Many mental health professionals, including highly trained eating disorder treatment providers, may be “private pay,” meaning they are not in-network with any insurance providers. If your insurance coverage includes out-of-network benefits, you may be able to get partial reimbursement; if so, you pay the full cost of the services up front and then submit invoices and any other required paperwork to your insurance company.
In some situations, a treatment provider or program may be able to negotiate what’s called a “single case agreement” with your health insurer, particularly if you do not have any in-network options available in your area. A single case agreement, or SCA, is a type of contract that covers a specific patient receiving a service for a predetermined amount of time at an agreed-upon rate.
What If Insurance Coverage Is Ending, but We Still Need Care?
It’s an all-too-common story for those in eating disorder treatment: insurance declines to continue coverage even though the patient still needs more support. Some insurers may completely end coverage, while others may require that a patient steps down to a lower level of care. This is an issue because getting continued care at the appropriate level is often a cornerstone to relapse prevention: research shows that relapse rates are lower when patients are discharged at a higher BMI, which often requires lengthier treatment, and that staying in treatment longer (and long enough to create a relapse prevention plan) lowers risk of relapse. Equip treatment is generally covered for one year by most insurance providers.
Occasionally the treatment program or provider can negotiate an extension of coverage, often by providing data on the individual’s eating disorder symptoms. Sometimes this request is called a “doc-to-doc” or “peer-to-peer” appeal, in which the patient’s medical provider speaks directly with a medical provider at the insurance company. In some cases, the patient or their family may also directly appeal to the insurance company, explaining firsthand why they need continued care.
When in Doubt, Go Old-School: The Phone Is Your Friend
While insurance company websites offer a wealth of “self-serve” information, it’s often difficult to get definitive answers about your specific situation from the internet alone. To get a fuller understanding of your coverage and benefits, talk to a live person who is trained to guide you through the process. Of course, it can be challenging to carve out time to make these calls—especially if you end up on hold or need to be transferred to other departments—but this effort will likely save you time, hassle, and even money.

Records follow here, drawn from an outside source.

use crate::{PanelForms, PanelId};

#[derive(Debug, Clone, Copy, PartialEq, Eq)]
pub enum HttpMethod {
    Get,
    Post,
}

/// Fully-formed description of one outbound call, built from the current
/// form values at submission time. Immutable once built; query values are
/// passed verbatim and percent-encoded by the transport.
#[derive(Debug, Clone, PartialEq, Eq)]
pub struct RequestSpec {
    pub method: HttpMethod,
    pub path: &'static str,
    pub query: Vec<(&'static str, String)>,
}

/// The per-panel endpoint descriptor: maps a panel's form onto its request.
/// This is the single place the backend routes are spelled out.
pub fn request_spec(panel: PanelId, forms: &PanelForms) -> RequestSpec {
    match panel {
        PanelId::UrlTest => RequestSpec {
            method: HttpMethod::Get,
            path: "/url/test",
            query: vec![
                ("url", forms.url_test.url.clone()),
                ("render", forms.url_test.render.to_string()),
            ],
        },
        PanelId::SelectorDiscover => RequestSpec {
            method: HttpMethod::Get,
            path: "/selector/discover",
            query: vec![("url", forms.discover.url.clone())],
        },
        PanelId::SelectorExplain => RequestSpec {
            method: HttpMethod::Get,
            path: "/selector/explain",
            query: vec![("selector", forms.explain.selector.clone())],
        },
        PanelId::SelectorRepair => RequestSpec {
            method: HttpMethod::Get,
            path: "/selector/repair",
            query: vec![
                ("url", forms.repair.url.clone()),
                ("selector", forms.repair.selector.clone()),
            ],
        },
        PanelId::SpiderScaffold => RequestSpec {
            method: HttpMethod::Get,
            path: "/spider/scaffold",
            query: vec![
                ("name", forms.scaffold.name.clone()),
                ("url", forms.scaffold.url.clone()),
                ("selector", forms.scaffold.selector.clone()),
            ],
        },
        // The backend takes the spider name as a query parameter even on
        // POST; the request carries no body.
        PanelId::CrawlRun => RequestSpec {
            method: HttpMethod::Post,
            path: "/crawl/run",
            query: vec![("spider", forms.crawl.spider.clone())],
        },
    }
}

When you talk to someone at your insurance company, take notes in a journal or digital notes app; whenever possible, get the name and direct extension of the people or departments you find most helpful so you can reach them again when you have further questions.
Of course, even with this knowledge, sometimes you’ll still encounter barriers to treatment: your insurer might deny coverage for your or your loved one’s eating disorder, or you might not be able to afford treatment even with the help of coverage (due to deductibles, copays, coinsurance, etc). These situations can be both heartbreaking and frustrating, but you still have options. For instance, there is a formal process for appealing a health plan’s decision, and there are organizations that offer financial assistance for eating disorder care, like Project HEAL.
Battling an eating disorder takes a lot of patience and grit—and you may find yourself needing that same resolve while navigating your health insurance plan. Through it all, remember that recovery is possible, and it’s worth fighting for.
- Frostad S, et al. BMI at Discharge from Treatment Predicts Relapse in Anorexia Nervosa: A Systematic Scoping Review. J Pers Med. 2022 May 20;12(5):836. doi: 10.3390/jpm12050836.
- Berends T, et al. Rate, timing and predictors of relapse in patients with anorexia nervosa following a relapse prevention program: a cohort study. BMC Psychiatry. 2016 Sep 8;16(1):316. doi: 10.1186/s12888-016-1019-y.